Non-Invasive Interventions for Neck Pain 

Neck pain is a common yet broad diagnosis which encompasses a wide range of injury and disease pathologies. Despite the fact that literature on neck pain has increased exponentially in recent years, the number of interventions utilized by health care providers has stagnated. Moreover, those interventions which have gained acceptance by the medical community err on the side of more, rather than less, invasive, which in turn may contribute to poor prognosis. For these reasons, authors Hurwitz et al. published a comprehensive literature review detailing the most promising non-invasive interventions for neck pain spanning the past two decades of literature. The author’s inclusion criteria were a minimum of 20 study participants with neck pain of various etiologies, including whiplash-associated disorders, work-related pain or strains, and unknown causes.1 

Hurwitz et al. separated the evaluated non-invasive neck pain interventions into several categories: exercise, medications, manual therapies, physical modalities, and collars. 

Exercise: While the efficacy of exercise alone was not evaluated in any of the included studies, exercise was a common component of intervention programs. Patients with neck pain relating to whiplash were shown to benefit from eye fixation and other active exercises.2 Significantly, supervised exercise was shown to confer more benefit than at-home exercise, which suggests the importance of consistency in both movement and practice.3 

Medications: Only two studies investigated the efficacy of medications for the treatment of neck pain: primarily, corticosteroid injections, which were not effective for acute zygapophysial joint pain.4,5 Methylprednisolone infusions resulted in fewer sick days and reduced pain; however, the authors were unable to assess whether these effects were curative or merely symptom masking. 
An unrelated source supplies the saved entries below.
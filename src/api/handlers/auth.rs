//! Handlers for sign-up and login.

use axum::{Json, extract::State};
use validator::Validate;

use crate::api::dto::auth::{LoginRequest, SignupRequest, TokenResponse};
use crate::api::extract::ApiJson;
use crate::application::services::SignUp;
use crate::error::AppError;
use crate::state::AppState;

/// Registers a user with the `user` role and returns an access token.
///
/// # Endpoint
///
/// `POST /auth/signup`
///
/// # Errors
///
/// - 400 if the body fails validation
/// - 409 if the email or username is taken
pub async fn signup_handler(
    State(state): State<AppState>,
    ApiJson(payload): ApiJson<SignupRequest>,
) -> Result<Json<TokenResponse>, AppError> {
    payload.validate()?;

    let token = state
        .auth_service
        .sign_up(SignUp {
            username: payload.username,
            email: payload.email,
            password: payload.password,
        })
        .await?;

    Ok(Json(TokenResponse::bearer(token)))
}

/// Exchanges credentials for an access token.
///
/// # Endpoint
///
/// `POST /auth/login`
///
/// # Errors
///
/// - 400 if the body fails validation
/// - 401 on unknown email or wrong password
pub async fn login_handler(
    State(state): State<AppState>,
    ApiJson(payload): ApiJson<LoginRequest>,
) -> Result<Json<TokenResponse>, AppError> {
    payload.validate()?;

    let token = state
        .auth_service
        .login(&payload.email, &payload.password)
        .await?;

    Ok(Json(TokenResponse::bearer(token)))
}
mod common;

use axum::http::StatusCode;
use serde_json::{Value, json};
use sqlx::PgPool;
use task_tracker::domain::entities::UserRole;

#[sqlx::test]
async fn test_tasks_require_token(pool: PgPool) {
    let server = common::make_server(pool);

    server
        .get("/tasks")
        .await
        .assert_status(StatusCode::UNAUTHORIZED);
    server
        .get("/tasks")
        .authorization_bearer("not-a-token")
        .await
        .assert_status(StatusCode::UNAUTHORIZED);
}

#[sqlx::test]
async fn test_token_for_deleted_user_is_rejected(pool: PgPool) {
    let user = common::create_user(&pool, "gone", UserRole::User).await;
    let token = common::token_for(&user);
    sqlx::query("DELETE FROM users WHERE id = $1")
        .bind(user.id)
        .execute(&pool)
        .await
        .unwrap();
    let server = common::make_server(pool);

    server
        .get("/tasks")
        .authorization_bearer(token)
        .await
        .assert_status(StatusCode::UNAUTHORIZED);
}

#[sqlx::test]
async fn test_task_lifecycle(pool: PgPool) {
    let owner = common::create_user(&pool, "owner", UserRole::User).await;
    let token = common::token_for(&owner);
    let server = common::make_server(pool);

    let created = server
        .post("/tasks")
        .authorization_bearer(&token)
        .json(&json!({ "title": "Write docs", "priority": 2 }))
        .await;
    created.assert_status_ok();
    let task = created.json::<Value>();
    let id = task["id"].as_i64().unwrap();
    assert_eq!(task["status"], "TODO");
    assert_eq!(task["responsible_person_id"], owner.id);

    let fetched = server
        .get(&format!("/tasks/{}", id))
        .authorization_bearer(&token)
        .await;
    fetched.assert_status_ok();
    assert_eq!(fetched.json::<Value>()["title"], "Write docs");

    let updated = server
        .put(&format!("/tasks/{}", id))
        .authorization_bearer(&token)
        .json(&json!({ "status": "In progress", "description": "first draft" }))
        .await;
    updated.assert_status_ok();
    let updated = updated.json::<Value>();
    assert_eq!(updated["status"], "In progress");
    assert_eq!(updated["description"], "first draft");
    assert_eq!(updated["priority"], 2);

    let deleted = server
        .delete(&format!("/tasks/{}", id))
        .authorization_bearer(&token)
        .await;
    deleted.assert_status_ok();
    assert_eq!(deleted.json::<Value>()["id"], id);

    server
        .get(&format!("/tasks/{}", id))
        .authorization_bearer(&token)
        .await
        .assert_status(StatusCode::NOT_FOUND);
}

#[sqlx::test]
async fn test_create_task_validation(pool: PgPool) {
    let owner = common::create_user(&pool, "owner", UserRole::User).await;
    let token = common::token_for(&owner);
    let server = common::make_server(pool);

    server
        .post("/tasks")
        .authorization_bearer(&token)
        .json(&json!({ "title": "", "priority": 1 }))
        .await
        .assert_status(StatusCode::BAD_REQUEST);

    server
        .post("/tasks")
        .authorization_bearer(&token)
        .json(&json!({ "title": "Too urgent", "priority": 7 }))
        .await
        .assert_status(StatusCode::BAD_REQUEST);
}

#[sqlx::test]
async fn test_create_task_with_unknown_executor(pool: PgPool) {
    let owner = common::create_user(&pool, "owner", UserRole::Manager).await;
    let token = common::token_for(&owner);
    let server = common::make_server(pool);

    let response = server
        .post("/tasks")
        .authorization_bearer(&token)
        .json(&json!({ "title": "Ghost work", "executor_ids": [987654] }))
        .await;

    response.assert_status(StatusCode::NOT_FOUND);
}

#[sqlx::test]
async fn test_user_cannot_assign_to_others(pool: PgPool) {
    let user = common::create_user(&pool, "plain", UserRole::User).await;
    let other = common::create_user(&pool, "other", UserRole::User).await;
    let server = common::make_server(pool);

    let response = server
        .post("/tasks")
        .authorization_bearer(common::token_for(&user))
        .json(&json!({ "title": "Yours now", "responsible_person_id": other.id }))
        .await;

    response.assert_status(StatusCode::FORBIDDEN);
}

#[sqlx::test]
async fn test_manager_cannot_assign_to_admin(pool: PgPool) {
    let manager = common::create_user(&pool, "boss", UserRole::Manager).await;
    let admin = common::create_user(&pool, "root", UserRole::Admin).await;
    let server = common::make_server(pool);

    let response = server
        .post("/tasks")
        .authorization_bearer(common::token_for(&manager))
        .json(&json!({ "title": "Upward", "responsible_person_id": admin.id }))
        .await;

    response.assert_status(StatusCode::FORBIDDEN);
}

#[sqlx::test]
async fn test_outsider_is_forbidden(pool: PgPool) {
    let owner = common::create_user(&pool, "owner", UserRole::User).await;
    let outsider = common::create_user(&pool, "outsider", UserRole::Manager).await;
    let task = common::create_task(&pool, "Private", owner.id, vec![]).await;
    let token = common::token_for(&outsider);
    let server = common::make_server(pool);

    server
        .get(&format!("/tasks/{}", task.id))
        .authorization_bearer(&token)
        .await
        .assert_status(StatusCode::FORBIDDEN);
    server
        .put(&format!("/tasks/{}", task.id))
        .authorization_bearer(&token)
        .json(&json!({ "title": "Hijacked" }))
        .await
        .assert_status(StatusCode::FORBIDDEN);
    server
        .delete(&format!("/tasks/{}", task.id))
        .authorization_bearer(&token)
        .await
        .assert_status(StatusCode::FORBIDDEN);
}

#[sqlx::test]
async fn test_executor_user_cannot_delete(pool: PgPool) {
    let owner = common::create_user(&pool, "owner", UserRole::User).await;
    let helper = common::create_user(&pool, "helper", UserRole::User).await;
    let task = common::create_task(&pool, "Shared", owner.id, vec![helper.id]).await;
    let token = common::token_for(&helper);
    let server = common::make_server(pool);

    server
        .get(&format!("/tasks/{}", task.id))
        .authorization_bearer(&token)
        .await
        .assert_status_ok();
    server
        .delete(&format!("/tasks/{}", task.id))
        .authorization_bearer(&token)
        .await
        .assert_status(StatusCode::FORBIDDEN);
}

#[sqlx::test]
async fn test_admin_sees_everything(pool: PgPool) {
    let admin = common::create_user(&pool, "root", UserRole::Admin).await;
    let a = common::create_user(&pool, "a", UserRole::User).await;
    let b = common::create_user(&pool, "b", UserRole::User).await;
    common::create_task(&pool, "a's", a.id, vec![]).await;
    common::create_task(&pool, "b's", b.id, vec![]).await;
    let server = common::make_server(pool);

    let admin_view = server
        .get("/tasks")
        .authorization_bearer(common::token_for(&admin))
        .await;
    admin_view.assert_status_ok();
    assert_eq!(admin_view.json::<Value>()["total"], 2);

    let user_view = server
        .get("/tasks")
        .authorization_bearer(common::token_for(&a))
        .await;
    user_view.assert_status_ok();
    let body = user_view.json::<Value>();
    assert_eq!(body["total"], 1);
    assert_eq!(body["tasks"][0]["title"], "a's");
}

#[sqlx::test]
async fn test_list_pagination_and_filters(pool: PgPool) {
    let admin = common::create_user(&pool, "root", UserRole::Admin).await;
    for i in 0..3 {
        common::create_task(&pool, &format!("task {}", i), admin.id, vec![]).await;
    }
    let token = common::token_for(&admin);
    let server = common::make_server(pool);

    let page = server
        .get("/tasks?page=2&page_size=2")
        .authorization_bearer(&token)
        .await;
    page.assert_status_ok();
    let body = page.json::<Value>();
    assert_eq!(body["total"], 3);
    assert_eq!(body["page"], 2);
    assert_eq!(body["page_size"], 2);
    assert_eq!(body["tasks"].as_array().unwrap().len(), 1);

    let done = server
        .get("/tasks?status=Done")
        .authorization_bearer(&token)
        .await;
    done.assert_status_ok();
    assert_eq!(done.json::<Value>()["total"], 0);

    server
        .get("/tasks?page=0")
        .authorization_bearer(&token)
        .await
        .assert_status(StatusCode::BAD_REQUEST);
}

#[sqlx::test]
async fn test_list_unknown_responsible_person(pool: PgPool) {
    let admin = common::create_user(&pool, "root", UserRole::Admin).await;
    let server = common::make_server(pool);

    server
        .get("/tasks?responsible_person_id=424242")
        .authorization_bearer(common::token_for(&admin))
        .await
        .assert_status(StatusCode::NOT_FOUND);
}

#[sqlx::test]
async fn test_bad_query_and_path_values_use_error_envelope(pool: PgPool) {
    let admin = common::create_user(&pool, "root", UserRole::Admin).await;
    let token = common::token_for(&admin);
    let server = common::make_server(pool);

    for path in ["/tasks?page=abc", "/tasks?status=bogus", "/tasks/abc"] {
        let response = server.get(path).authorization_bearer(&token).await;

        response.assert_status(StatusCode::BAD_REQUEST);
        assert_eq!(
            response.json::<Value>()["error"]["code"],
            "validation_error",
            "{}",
            path
        );
    }
}

#[sqlx::test]
async fn test_create_task_wrong_field_type(pool: PgPool) {
    let owner = common::create_user(&pool, "owner", UserRole::User).await;
    let server = common::make_server(pool);

    let response = server
        .post("/tasks")
        .authorization_bearer(common::token_for(&owner))
        .json(&json!({ "title": "Typed", "priority": "high" }))
        .await;

    response.assert_status(StatusCode::BAD_REQUEST);
    assert_eq!(response.json::<Value>()["error"]["code"], "validation_error");
}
Manual therapies: Hurwitz et al. reported that manual therapeutic interventions which involved mobilization (i.e., cervical mobilization) were generally more effective than more passive interventions (i.e., general advice or soft collars).6,7,8 On a similar note, patients who received more intensive manual therapies experienced shorter periods of disability and self-reported improved satisfaction with recovery. 

Physical modalities: The authors reported that electromagnetic force therapy reduced pain and need for analgesics. As with manual therapies, active physical modalities tended to outperform passive in terms of pain management and treatment outcome. 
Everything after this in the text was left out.